The Evolution of 3G Wireless Data Services
Second generation telecommunication systems, such as GSM, allowed voice traffic to go wireless—but they could offer only very limited data services. Third generation telecommunication systems, or 3G Systems, will provide global mobility with high bit rate data services as well as voice services. But getting to this rosy future takes a lot of work and international cooperation.
The International Telecommunication Union (ITU) started the process of defining the standard for third generation systems, referred to as International Mobile Telecommunications 2000 (IMT-2000). In Europe, the European Telecommunications Standards Institute (ETSI) is responsible for 3G standards. In 1998, the Third Generation Partnership Project (3GPP) was formed to continue the technical specification work. The founding members of 3GPP are: ARIB and TTC of Japan, ETSI of Europe, T1 (ANSI) of the U.S. and TTA of Korea. The work of these organizations will be announced globally by the International Telecommunication Union (ITU). The ITU coordinates world-wide spectrum and IMT2000 standardization, observes regional regulatory policies and is a foundation and framework for 3G convergence across regions and technologies.

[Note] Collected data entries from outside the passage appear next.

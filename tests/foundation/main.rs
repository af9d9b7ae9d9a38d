//! Integration tests for Layer 0: Foundation
//!
//! Tests for core types: EntityId, Error, persistent collections, streams
//! and the turn queue.

mod collections;
mod errors;
//! Push-based streams with replay-to-new-subscriber semantics.
//!
//! - [`StateSubject`] holds the current value and broadcasts every new one.
//! - [`Observable`] is a cold, composable view over a subject (or any other
//!   source) with the operators the query layer needs.
//! - [`Subscription`] is the cancellation handle.
//!
//! Everything is single-threaded and synchronous. No `RefCell` borrow is
//! held while an observer runs, so observers may subscribe, unsubscribe or
//! publish re-entrantly.

use std::cell::{Cell, RefCell};
use std::fmt;
use std::rc::Rc;

use crate::equality::Distinct;
use crate::schedule::Scheduler;

/// Callback receiving stream values.
pub type Observer<T> = Rc<dyn Fn(&T)>;

// =============================================================================
// Subscription
// =============================================================================

struct SubscriptionInner {
    closed: Cell<bool>,
    teardown: RefCell<Option<Box<dyn FnOnce()>>>,
}

/// Handle to an active subscription.
///
/// Clones refer to the same subscription. Dropping a handle does **not**
/// unsubscribe; call [`Subscription::unsubscribe`].
#[derive(Clone)]
pub struct Subscription {
    inner: Rc<SubscriptionInner>,
}

impl Subscription {
    /// Creates a subscription that runs `teardown` once when unsubscribed.
    pub fn new(teardown: impl FnOnce() + 'static) -> Self {
        Self {
            inner: Rc::new(SubscriptionInner {
                closed: Cell::new(false),
                teardown: RefCell::new(Some(Box::new(teardown))),
            }),
        }
    }

    /// Stops delivery. Idempotent.
    pub fn unsubscribe(&self) {
        if self.inner.closed.replace(true) {
            return;
        }
        let teardown = self.inner.teardown.borrow_mut().take();
        if let Some(teardown) = teardown {
            teardown();
        }
    }

    /// Returns true once unsubscribed.
    #[must_use]
    pub fn is_closed(&self) -> bool {
        self.inner.closed.get()
    }
}

impl fmt::Debug for Subscription {
    fn fmt(&self, f: &mut fmt::Formatter<'_>) -> fmt::Result {
        f.debug_struct("Subscription")
            .field("closed", &self.is_closed())
            .finish()
    }
}

// =============================================================================
// Observable
// =============================================================================

/// A cold stream: each subscription runs the source anew.
pub struct Observable<T> {
    source: Rc<dyn Fn(Observer<T>) -> Subscription>,
}

impl<T> Clone for Observable<T> {
    fn clone(&self) -> Self {
        Self {
            source: self.source.clone(),
        }
    }
}

impl<T> fmt::Debug for Observable<T> {
    fn fmt(&self, f: &mut fmt::Formatter<'_>) -> fmt::Result {
        f.write_str("Observable")
    }
}

impl<T: 'static> Observable<T> {
    /// Creates an observable from a subscribe function.
    pub fn new(source: impl Fn(Observer<T>) -> Subscription + 'static) -> Self {
        Self {
            source: Rc::new(source),
        }
    }

    /// Subscribes `observer`. Values emitted after `unsubscribe` are dropped.
    pub fn subscribe(&self, observer: impl Fn(&T) + 'static) -> Subscription {
        let closed = Rc::new(Cell::new(false));
        let gate = closed.clone();
        let gated: Observer<T> = Rc::new(move |value: &T| {
            if !gate.get() {
                observer(value);
            }
        });
        let upstream = self.attach(gated);
        Subscription::new(move || {
            closed.set(true);
            upstream.unsubscribe();
        })
    }

    fn attach(&self, observer: Observer<T>) -> Subscription {
        (self.source)(observer)
    }

    /// Maps each value through `f`.
    #[must_use]
    pub fn map<U: 'static>(&self, f: impl Fn(&T) -> U + 'static) -> Observable<U> {
        let source = self.clone();
        let f = Rc::new(f);
        Observable::new(move |observer: Observer<U>| {
            let f = f.clone();
            source.attach(Rc::new(move |value: &T| observer(&f(value))))
        })
    }

    /// Forwards only values matching `predicate`.
    #[must_use]
    pub fn filter(&self, predicate: impl Fn(&T) -> bool + 'static) -> Observable<T> {
        let source = self.clone();
        let predicate = Rc::new(predicate);
        Observable::new(move |observer: Observer<T>| {
            let predicate = predicate.clone();
            source.attach(Rc::new(move |value: &T| {
                if predicate(value) {
                    observer(value);
                }
            }))
        })
    }

    /// Runs `f` on each value before forwarding it unchanged.
    #[must_use]
    pub fn inspect(&self, f: impl Fn(&T) + 'static) -> Observable<T> {
        let source = self.clone();
        let f = Rc::new(f);
        Observable::new(move |observer: Observer<T>| {
            let f = f.clone();
            source.attach(Rc::new(move |value: &T| {
                f(value);
                observer(value);
            }))
        })
    }

    /// Suppresses values equal (per `eq`) to the previous emission of the
    /// same subscription.
    #[must_use]
    pub fn distinct_by(&self, eq: impl Fn(&T, &T) -> bool + 'static) -> Observable<T>
    where
        T: Clone,
    {
        let source = self.clone();
        let eq = Rc::new(eq);
        Observable::new(move |observer: Observer<T>| {
            let eq = eq.clone();
            let marker = RefCell::new(Distinct::with_eq(move |a: &T, b: &T| eq(a, b)));
            source.attach(Rc::new(move |value: &T| {
                let changed = marker.borrow_mut().changed(value);
                if changed {
                    observer(value);
                }
            }))
        })
    }

    /// Suppresses values structurally equal to the previous emission.
    #[must_use]
    pub fn distinct_until_changed(&self) -> Observable<T>
    where
        T: Clone + PartialEq,
    {
        self.distinct_by(|a, b| a == b)
    }

    /// Holds the latest value and emits it once when `scheduler` next runs.
    ///
    /// All values arriving within one turn collapse into a single emission of
    /// the last of them. Unsubscribing discards a pending emission.
    #[must_use]
    pub fn audit(&self, scheduler: Rc<dyn Scheduler>) -> Observable<T>
    where
        T: Clone,
    {
        let source = self.clone();
        Observable::new(move |observer: Observer<T>| {
            let state = Rc::new(AuditState {
                latest: RefCell::new(None),
                scheduled: Cell::new(false),
                closed: Cell::new(false),
            });

            let pending = state.clone();
            let scheduler = scheduler.clone();
            let upstream = source.attach(Rc::new(move |value: &T| {
                *pending.latest.borrow_mut() = Some(value.clone());
                if pending.scheduled.replace(true) {
                    return;
                }
                let flush = pending.clone();
                let observer = observer.clone();
                scheduler.schedule(Box::new(move || {
                    flush.scheduled.set(false);
                    if flush.closed.get() {
                        return;
                    }
                    let latest = flush.latest.borrow_mut().take();
                    if let Some(value) = latest {
                        observer(&value);
                    }
                }));
            }));

            Subscription::new(move || {
                state.closed.set(true);
                state.latest.borrow_mut().take();
                upstream.unsubscribe();
            })
        })
    }
}

struct AuditState<T> {
    latest: RefCell<Option<T>>,
    scheduled: Cell<bool>,
    closed: Cell<bool>,
}

// =============================================================================
// StateSubject
// =============================================================================

struct Slot<T> {
    id: u64,
    live: Rc<Cell<bool>>,
    observer: Observer<T>,
}

struct SubjectInner<T> {
    value: T,
    observers: Vec<Slot<T>>,
    next_id: u64,
}

/// Current-value broadcaster.
///
/// New subscribers receive the current value immediately, then every value
/// passed to [`StateSubject::next`], synchronously and in subscription order.
pub struct StateSubject<T> {
    inner: Rc<RefCell<SubjectInner<T>>>,
}

impl<T: Clone + 'static> StateSubject<T> {
    /// Creates a subject holding `initial`.
    pub fn new(initial: T) -> Self {
        Self {
            inner: Rc::new(RefCell::new(SubjectInner {
                value: initial,
                observers: Vec::new(),
                next_id: 1,
            })),
        }
    }

    /// Returns a clone of the current value.
    #[must_use]
    pub fn value(&self) -> T {
        self.inner.borrow().value.clone()
    }

    /// Reads the current value without cloning it.
    pub fn with_value<R>(&self, f: impl FnOnce(&T) -> R) -> R {
        f(&self.inner.borrow().value)
    }

    /// Stores `value` and delivers it to every live observer.
    ///
    /// Observers unsubscribed by an earlier observer during this delivery
    /// are skipped.
    pub fn next(&self, value: T) {
        let targets: Vec<(Rc<Cell<bool>>, Observer<T>)> = {
            let mut inner = self.inner.borrow_mut();
            inner.value = value.clone();
            inner
                .observers
                .iter()
                .map(|slot| (slot.live.clone(), slot.observer.clone()))
                .collect()
        };
        for (live, observer) in targets {
            if live.get() {
                observer(&value);
            }
        }
    }

    /// Returns the number of live observers.
    #[must_use]
    pub fn observer_count(&self) -> usize {
        self.inner.borrow().observers.len()
    }

    /// Returns an observable over this subject.
    #[must_use]
    pub fn observable(&self) -> Observable<T> {
        let inner = self.inner.clone();
        Observable::new(move |observer: Observer<T>| {
            let live = Rc::new(Cell::new(true));
            let (id, current) = {
                let mut state = inner.borrow_mut();
                let id = state.next_id;
                state.next_id += 1;
                state.observers.push(Slot {
                    id,
                    live: live.clone(),
                    observer: observer.clone(),
                });
                (id, state.value.clone())
            };

            let weak = Rc::downgrade(&inner);
            let subscription = Subscription::new(move || {
                live.set(false);
                if let Some(inner) = weak.upgrade() {
                    inner.borrow_mut().observers.retain(|slot| slot.id != id);
                }
            });

            observer(&current);
            subscription
        })
    }

    /// Subscribes directly to the subject.
    pub fn subscribe(&self, observer: impl Fn(&T) + 'static) -> Subscription {
        self.observable().subscribe(observer)
    }
}

impl<T: Clone + fmt::Debug + 'static> fmt::Debug for StateSubject<T> {
    fn fmt(&self, f: &mut fmt::Formatter<'_>) -> fmt::Result {
        let inner = self.inner.borrow();
        f.debug_struct("StateSubject")
            .field("value", &inner.value)
            .field("observers", &inner.observers.len())
            .finish()
    }
}
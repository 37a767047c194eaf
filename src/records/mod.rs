//! Flat-file record parsing and serialization.
//!
//! The catalog exports records in a line-oriented, tag-prefixed format: a
//! `VR 1.0` version marker near the top of the file, then records. Each
//! record opens with a `PT` line, carries two-letter tags whose values may
//! continue over lines prefixed with exactly three spaces, and closes with
//! `ER`. The file closes with `EF`.
//!
//! ```text
//! FN Thomson Reuters Web of Science
//! VR 1.0
//! PT J
//! TI Some title that
//!    wraps onto a second line
//! PY 2007
//! ER
//! EF
//! ```

use std::collections::BTreeMap;
use std::io::{BufReader, Read};
use std::path::Path;
use tracing::{debug, warn};

use crate::error::{Error, Result};

/// Version marker that must appear in the first or second line of a file.
pub const VERSION_MARKER: &str = "VR 1.0";
/// Tag opening a record; its value is the record type.
pub const TYPE_TAG: &str = "PT";
/// Tag closing a record.
pub const RECORD_TERMINATOR: &str = "ER";
/// Tag closing a file.
pub const FILE_TERMINATOR: &str = "EF";

/// One bibliographic record: a mapping from two-letter tag to the lines
/// filed under it. Tag order is not meaningful; line order within a tag is
/// and is preserved.
#[derive(Debug, Clone, Default, PartialEq, Eq)]
pub struct Record {
    fields: BTreeMap<String, Vec<String>>,
}

impl Record {
    pub fn new() -> Self {
        Self::default()
    }

    pub fn from_fields<I, T, L>(fields: I) -> Self
    where
        I: IntoIterator<Item = (T, Vec<L>)>,
        T: Into<String>,
        L: Into<String>,
    {
        Self {
            fields: fields
                .into_iter()
                .map(|(tag, lines)| {
                    (
                        tag.into(),
                        lines.into_iter().map(Into::into).collect::<Vec<_>>(),
                    )
                })
                .collect(),
        }
    }

    /// Lines filed under a tag.
    pub fn get(&self, tag: &str) -> Option<&[String]> {
        self.fields.get(tag).map(Vec::as_slice)
    }

    /// The record type: the first line of the `PT` field.
    pub fn record_type(&self) -> Option<&str> {
        self.get(TYPE_TAG).and_then(|lines| lines.first()).map(String::as_str)
    }

    pub fn tags(&self) -> impl Iterator<Item = &str> {
        self.fields.keys().map(String::as_str)
    }

    pub fn iter(&self) -> impl Iterator<Item = (&str, &[String])> {
        self.fields
            .iter()
            .map(|(tag, lines)| (tag.as_str(), lines.as_slice()))
    }

    /// Number of distinct tags.
    pub fn len(&self) -> usize {
        self.fields.len()
    }

    pub fn is_empty(&self) -> bool {
        self.fields.is_empty()
    }

    fn push_line(&mut self, tag: &str, line: &str) {
        self.fields
            .entry(tag.to_string())
            .or_default()
            .push(line.to_string());
    }

    /// Serialize this record in the flat-file format: the `PT` line first
    /// when present, three-space continuation lines, `ER` at the end.
    /// `parse_record` of the output yields an equal record.
    pub fn write_field_tagged(&self, out: &mut String) {
        let mut write_field = |tag: &str, lines: &[String]| {
            for (i, line) in lines.iter().enumerate() {
                if i == 0 {
                    out.push_str(tag);
                    out.push(' ');
                } else {
                    out.push_str("   ");
                }
                out.push_str(line);
                out.push('\n');
            }
        };

        if let Some(lines) = self.fields.get(TYPE_TAG) {
            write_field(TYPE_TAG, lines);
        }
        for (tag, lines) in &self.fields {
            if tag != TYPE_TAG {
                write_field(tag, lines);
            }
        }
        out.push_str(RECORD_TERMINATOR);
        out.push('\n');
    }

    pub fn to_field_tagged(&self) -> String {
        let mut out = String::new();
        self.write_field_tagged(&mut out);
        out
    }
}

/// What the file-level parser noticed besides the records themselves.
/// Degraded but recoverable conditions land here instead of failing the
/// whole file.
#[derive(Debug, Clone, Default)]
pub struct ParseReport {
    /// End of input arrived before the `EF` terminator.
    pub missing_file_terminator: bool,
    /// Non-empty lines after `EF` (logged, never fatal).
    pub trailing_lines: usize,
    /// Records abandoned because of a malformed line; each entry names the
    /// offender. The rest of the file still parses.
    pub record_errors: Vec<String>,
}

impl ParseReport {
    pub fn is_clean(&self) -> bool {
        !self.missing_file_terminator && self.trailing_lines == 0 && self.record_errors.is_empty()
    }
}

/// A parsed export file: the records plus the degradation report.
#[derive(Debug, Clone, Default)]
pub struct RecordFile {
    pub records: Vec<Record>,
    pub report: ParseReport,
}

fn is_tag_line(line: &str) -> Option<(&str, &str)> {
    let bytes = line.as_bytes();
    if bytes.len() < 3 || bytes[2] != b' ' {
        return None;
    }
    let tag = &line[..2];
    if !tag.chars().all(|c| c.is_ascii_alphanumeric()) {
        return None;
    }
    Some((tag, &line[3..]))
}

fn terminator_tag(line: &str) -> Option<&str> {
    let trimmed = line.trim_end();
    if trimmed == RECORD_TERMINATOR || trimmed == FILE_TERMINATOR {
        Some(trimmed)
    } else {
        None
    }
}

/// Parse one record from `lines`, starting at `pos` (which must be a tag
/// line), consuming up to and including its `ER`. Returns the record and
/// the index just past the terminator.
fn parse_record_at(lines: &[&str], pos: usize) -> Result<(Record, usize)> {
    let mut record = Record::new();
    let mut current_tag: Option<String> = None;
    let mut i = pos;

    while i < lines.len() {
        let line = lines[i];
        if terminator_tag(line) == Some(RECORD_TERMINATOR) {
            return Ok((record, i + 1));
        }
        if let Some(rest) = line.strip_prefix("   ") {
            // continuation of the current field
            match &current_tag {
                Some(tag) => record.push_line(tag, rest.trim_end_matches('\r')),
                None => {
                    return Err(Error::Format(format!(
                        "continuation line before any tag: {:?}",
                        line
                    )))
                }
            }
        } else if let Some((tag, content)) = is_tag_line(line) {
            record.push_line(tag, content.trim_end_matches('\r'));
            current_tag = Some(tag.to_string());
        } else {
            return Err(Error::Format(format!(
                "line is neither a tag nor a continuation: {:?}",
                line
            )));
        }
        i += 1;
    }
    Err(Error::Format(
        "end of input before the record terminator".to_string(),
    ))
}

/// Parse a single serialized record (tag lines through `ER`). Unlike the
/// file-level parser this accepts any opening tag, so it is the inverse of
/// [`Record::write_field_tagged`] for records without a `PT` field too.
pub fn parse_record(input: &str) -> Result<Record> {
    let lines: Vec<&str> = input.lines().collect();
    let start = lines
        .iter()
        .position(|l| !l.trim().is_empty())
        .ok_or_else(|| Error::Format("empty record".to_string()))?;
    let (record, _) = parse_record_at(&lines, start)?;
    Ok(record)
}

/// Parse a whole export file.
///
/// The version marker must sit in the first or second line; without it the
/// input is rejected before any record is read. Malformed records are
/// skipped (to the next `ER`) and reported; a missing `EF` is reported, not
/// fatal, and never discards records parsed before end of input.
pub fn parse_str(input: &str) -> Result<RecordFile> {
    let lines: Vec<&str> = input.lines().collect();

    let marker = lines
        .iter()
        .take(2)
        .position(|l| l.contains(VERSION_MARKER))
        .ok_or_else(|| {
            Error::Format(format!(
                "missing `{}` version marker in the first two lines",
                VERSION_MARKER
            ))
        })?;

    let mut file = RecordFile::default();
    let mut i = marker + 1;
    let mut terminated = false;

    while i < lines.len() {
        let line = lines[i];
        if line.trim().is_empty() {
            i += 1;
            continue;
        }
        if terminator_tag(line) == Some(FILE_TERMINATOR) {
            terminated = true;
            i += 1;
            break;
        }
        if is_tag_line(line).map(|(tag, _)| tag) != Some(TYPE_TAG) {
            file.report
                .record_errors
                .push(format!("record does not start with {}: {:?}", TYPE_TAG, line));
            i = skip_to_next_record(&lines, i);
            continue;
        }
        match parse_record_at(&lines, i) {
            Ok((record, next)) => {
                file.records.push(record);
                i = next;
            }
            Err(e) => {
                file.report.record_errors.push(e.to_string());
                i = skip_to_next_record(&lines, i);
            }
        }
    }

    if terminated {
        let trailing = lines[i..].iter().filter(|l| !l.trim().is_empty()).count();
        if trailing > 0 {
            debug!(lines = trailing, "content after the file terminator");
            file.report.trailing_lines = trailing;
        }
    } else {
        warn!(
            records = file.records.len(),
            "input ended without the {} terminator", FILE_TERMINATOR
        );
        file.report.missing_file_terminator = true;
    }
    for err in &file.report.record_errors {
        warn!(%err, "abandoned a malformed record");
    }
    Ok(file)
}

fn skip_to_next_record(lines: &[&str], pos: usize) -> usize {
    let mut i = pos;
    while i < lines.len() {
        if terminator_tag(lines[i]) == Some(RECORD_TERMINATOR) {
            return i + 1;
        }
        // a file terminator also ends the broken record; leave it for the
        // main loop to see
        if terminator_tag(lines[i]) == Some(FILE_TERMINATOR) {
            return i;
        }
        i += 1;
    }
    i
}

pub fn parse_reader<R: Read>(reader: R) -> Result<RecordFile> {
    let mut input = String::new();
    BufReader::new(reader).read_to_string(&mut input)?;
    parse_str(&input)
}

pub fn parse_file<P: AsRef<Path>>(path: P) -> Result<RecordFile> {
    let input = std::fs::read_to_string(path.as_ref())?;
    parse_str(&input)
}

/// Serialize records as a complete export file: header, records, `EF`.
pub fn write_file(records: &[Record]) -> String {
    let mut out = String::new();
    out.push_str("FN wosrip\n");
    out.push_str(VERSION_MARKER);
    out.push('\n');
    for record in records {
        record.write_field_tagged(&mut out);
    }
    out.push_str(FILE_TERMINATOR);
    out.push('\n');
    out
}

#[cfg(test)]
mod tests {
    use super::*;

    const SAMPLE: &str = "\
FN Thomson Reuters Web of Science
VR 1.0
PT J
AU Mitchell, TM
TI Never-ending language
   learning
PY 2007
UT WOS:000252277600019
ER
PT J
AU Banko, M
TI Open information extraction
PY 2008
ER
EF
";

    #[test]
    fn test_parses_records_and_continuations() {
        let file = parse_str(SAMPLE).unwrap();
        assert!(file.report.is_clean());
        assert_eq!(file.records.len(), 2);

        let first = &file.records[0];
        assert_eq!(first.record_type(), Some("J"));
        assert_eq!(
            first.get("TI").unwrap(),
            &["Never-ending language".to_string(), "learning".to_string()]
        );
        assert_eq!(first.get("PY").unwrap(), &["2007".to_string()]);
    }

    #[test]
    fn test_round_trip_preserves_mapping() {
        let record = Record::from_fields([
            ("TI", vec!["Line one", "continued line"]),
            ("PY", vec!["2007"]),
        ]);
        let serialized = record.to_field_tagged();
        let reparsed = parse_record(&serialized).unwrap();
        assert_eq!(reparsed, record);
    }

    #[test]
    fn test_round_trip_with_type_tag_first() {
        let record = Record::from_fields([
            ("PT", vec!["J"]),
            ("AU", vec!["Mitchell, TM", "Banko, M"]),
            ("SC", vec!["Computer Science"]),
        ]);
        let serialized = record.to_field_tagged();
        assert!(serialized.starts_with("PT J\n"));
        assert_eq!(parse_record(&serialized).unwrap(), record);
    }

    #[test]
    fn test_missing_version_marker_is_fatal() {
        let err = parse_str("PT J\nER\nEF\n").unwrap_err();
        assert!(matches!(err, Error::Format(_)));
    }

    #[test]
    fn test_marker_accepted_on_second_line() {
        let file = parse_str("FN Something\nVR 1.0\nPT J\nER\nEF\n").unwrap();
        assert_eq!(file.records.len(), 1);
    }

    #[test]
    fn test_missing_file_terminator_is_degraded_not_fatal() {
        let input = "VR 1.0\nPT J\nPY 2007\nER\n";
        let file = parse_str(input).unwrap();
        assert_eq!(file.records.len(), 1);
        assert!(file.report.missing_file_terminator);
        assert!(file.report.record_errors.is_empty());
    }

    #[test]
    fn test_trailing_content_after_terminator_is_reported() {
        let input = "VR 1.0\nPT J\nER\nEF\nstray line\n";
        let file = parse_str(input).unwrap();
        assert_eq!(file.records.len(), 1);
        assert_eq!(file.report.trailing_lines, 1);
        assert!(!file.report.missing_file_terminator);
    }

    #[test]
    fn test_malformed_line_aborts_only_that_record() {
        let input = "\
VR 1.0
PT J
PY 2007
!! not a field
ER
PT J
PY 2008
ER
EF
";
        let file = parse_str(input).unwrap();
        assert_eq!(file.records.len(), 1);
        assert_eq!(file.records[0].get("PY").unwrap(), &["2008".to_string()]);
        assert_eq!(file.report.record_errors.len(), 1);
        assert!(file.report.record_errors[0].contains("!! not a field"));
    }

    #[test]
    fn test_eof_inside_record_reports_both_conditions() {
        let input = "VR 1.0\nPT J\nPY 2007\n";
        let file = parse_str(input).unwrap();
        assert!(file.records.is_empty());
        assert_eq!(file.report.record_errors.len(), 1);
        assert!(file.report.missing_file_terminator);
    }

    #[test]
    fn test_record_must_open_with_type_tag() {
        let input = "VR 1.0\nAU Mitchell, TM\nER\nPT J\nER\nEF\n";
        let file = parse_str(input).unwrap();
        assert_eq!(file.records.len(), 1);
        assert_eq!(file.report.record_errors.len(), 1);
        assert!(file.report.record_errors[0].contains("does not start with PT"));
    }

    #[test]
    fn test_write_file_round_trips() {
        let records = vec![
            Record::from_fields([("PT", vec!["J"]), ("PY", vec!["1999"])]),
            Record::from_fields([("PT", vec!["J"]), ("TI", vec!["a", "b"])]),
        ];
        let text = write_file(&records);
        let file = parse_str(&text).unwrap();
        assert!(file.report.is_clean());
        assert_eq!(file.records, records);
    }
}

The 3G system is referred to as UMTS (Universal Mobile Telecommunication System). UMTS is envisioned as the successor to Global System for Mobile Communications (GSM). UMTS signals the move into the third generation of mobile networks. UMTS also addresses the growing demand from mobile and Internet applications for new capacity in the overcrowded mobile communications sky. The new network increases transmission speed to 2 Mbps per mobile user and establishes a global roaming standard.
UMTS offers teleservices (like speech or SMS) and bearer services, which provide the capability for information transfer between access points. It is possible to negotiate and renegotiate the characteristics of a bearer service at session or connection establishment and during ongoing session or connection.